» **Record excerpts**
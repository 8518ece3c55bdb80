//! Nucleotide sequence primitives shared by the scorer, the generators and the
//! mutation operators.

pub mod constraints;

use constraints::{ConstraintSet, count_violations};
use rand::Rng;
use rand::seq::SliceRandom;
use thiserror::Error;
use tracing::trace;

pub const NUCLEOTIDES: [char; 4] = ['A', 'C', 'G', 'T'];

/// Upper-cases a DNA/RNA string and maps `U` to `T`.
pub fn normalize(seq: &str) -> String {
    seq.chars()
        .map(|c| match c.to_ascii_uppercase() {
            'U' => 'T',
            other => other,
        })
        .collect()
}

pub fn is_nucleotide_sequence(seq: &str) -> bool {
    seq.chars()
        .all(|c| matches!(c.to_ascii_uppercase(), 'A' | 'C' | 'G' | 'T' | 'U'))
}

#[inline]
pub fn complement(base: char) -> char {
    match base.to_ascii_uppercase() {
        'A' => 'T',
        'T' | 'U' => 'A',
        'G' => 'C',
        'C' => 'G',
        other => other,
    }
}

pub fn reverse_complement(seq: &str) -> String {
    seq.chars().rev().map(complement).collect()
}

/// DNA to RNA alphabet, as consumed by the folding backends.
pub fn to_rna(seq: &str) -> String {
    seq.chars()
        .map(|c| match c.to_ascii_uppercase() {
            'T' => 'U',
            other => other,
        })
        .collect()
}

pub fn random_nucleotide<R: Rng + ?Sized>(rng: &mut R) -> char {
    *NUCLEOTIDES.choose(rng).unwrap_or(&'A')
}

/// Draws a base different from `current`.
pub fn random_substitute<R: Rng + ?Sized>(current: char, rng: &mut R) -> char {
    let current = current.to_ascii_uppercase();
    let choices: Vec<char> = NUCLEOTIDES
        .iter()
        .copied()
        .filter(|&b| b != current)
        .collect();
    *choices.choose(rng).unwrap_or(&current)
}

pub fn random_sequence<R: Rng + ?Sized>(length: usize, rng: &mut R) -> String {
    (0..length).map(|_| random_nucleotide(rng)).collect()
}

/// Returns a copy of `seq` with the base at `pos` replaced. `seq` must be ASCII.
pub fn replace_at(seq: &str, pos: usize, base: char) -> String {
    let mut out = String::with_capacity(seq.len());
    out.push_str(&seq[..pos]);
    out.push(base);
    out.push_str(&seq[pos + 1..]);
    out
}

#[derive(Debug, Error, Clone, PartialEq, Eq)]
#[error("Unable to generate a valid {what} of length {length} after {attempts} attempts")]
pub struct GenerationError {
    pub what: &'static str,
    pub length: usize,
    pub attempts: usize,
}

/// Rejection-samples a random sequence that is valid under `constraints`
/// (no forbidden patterns, no spurious start codons).
pub fn random_valid_sequence<R: Rng + ?Sized>(
    length: usize,
    constraints: &ConstraintSet,
    rng: &mut R,
    max_attempts: usize,
) -> Result<String, GenerationError> {
    sample_between("random sequence", length, "", "", constraints, rng, max_attempts)
}

/// Rejection-samples a filler placed between `before` and `after` that adds
/// no forbidden pattern or start codon to its surroundings, including at the
/// two junctions.
pub fn random_valid_filler<R: Rng + ?Sized>(
    length: usize,
    before: &str,
    after: &str,
    constraints: &ConstraintSet,
    rng: &mut R,
    max_attempts: usize,
) -> Result<String, GenerationError> {
    sample_between("filler", length, before, after, constraints, rng, max_attempts)
}

fn sample_between<R: Rng + ?Sized>(
    what: &'static str,
    length: usize,
    before: &str,
    after: &str,
    constraints: &ConstraintSet,
    rng: &mut R,
    max_attempts: usize,
) -> Result<String, GenerationError> {
    let baseline = count_violations(before, constraints) + count_violations(after, constraints);
    for attempt in 1..=max_attempts {
        let candidate = random_sequence(length, rng);
        let joined = format!("{}{}{}", before, candidate, after);
        if count_violations(&joined, constraints) <= baseline {
            trace!(length, attempt, what, "Generated valid random sequence.");
            return Ok(candidate);
        }
    }
    Err(GenerationError {
        what,
        length,
        attempts: max_attempts,
    })
}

» **Exercise brief**
Extract the first line above and each line after it up to and including the one with "use rand::seq::SliceRandom;", please, exactly and with nothing else.

» **Output of the exercise**
repository 8518ece3c55bdb80
//! Nucleotide sequence primitives shared by the scorer, the generators and the
//! mutation operators.

pub mod constraints;

use constraints::{ConstraintSet, count_violations};
use rand::Rng;
use rand::seq::SliceRandom;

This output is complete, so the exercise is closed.